- What you should do
In the records below, find the line that contains "filename rust/ops-metrics/src/main.rs", then transcribe it and every later line exactly, stopping at the final line.

- Records supplied
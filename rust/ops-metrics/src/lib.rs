pub mod config;
pub mod db;
pub mod dimension;
pub mod error;
pub mod filters;
pub mod models;
pub mod normalize;
pub mod query;
pub mod server;
pub mod state;
pub mod telemetry;
pub mod time;
pub mod vehicle;

use crate::{config::AppConfig, error::ServiceError, server::Server};

/// Bootstraps the metrics service using environment configuration.
pub async fn run() -> anyhow::Result<()> {
    let config =
        AppConfig::from_env().map_err(|err| ServiceError::Config(format!("{err:#}")))?;
    Server::new(config).await?.run().await
}
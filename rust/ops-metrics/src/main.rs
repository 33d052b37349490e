use ops_metrics::telemetry;

#[tokio::main]
async fn main() -> anyhow::Result<()> {
    telemetry::init_tracing();
    ops_metrics::run().await
}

- Solution for this exercise
filename rust/ops-metrics/src/main.rs
repository 33d052b37349490e
use ops_metrics::telemetry;

#[tokio::main]
async fn main() -> anyhow::Result<()> {
    telemetry::init_tracing();
    ops_metrics::run().await
}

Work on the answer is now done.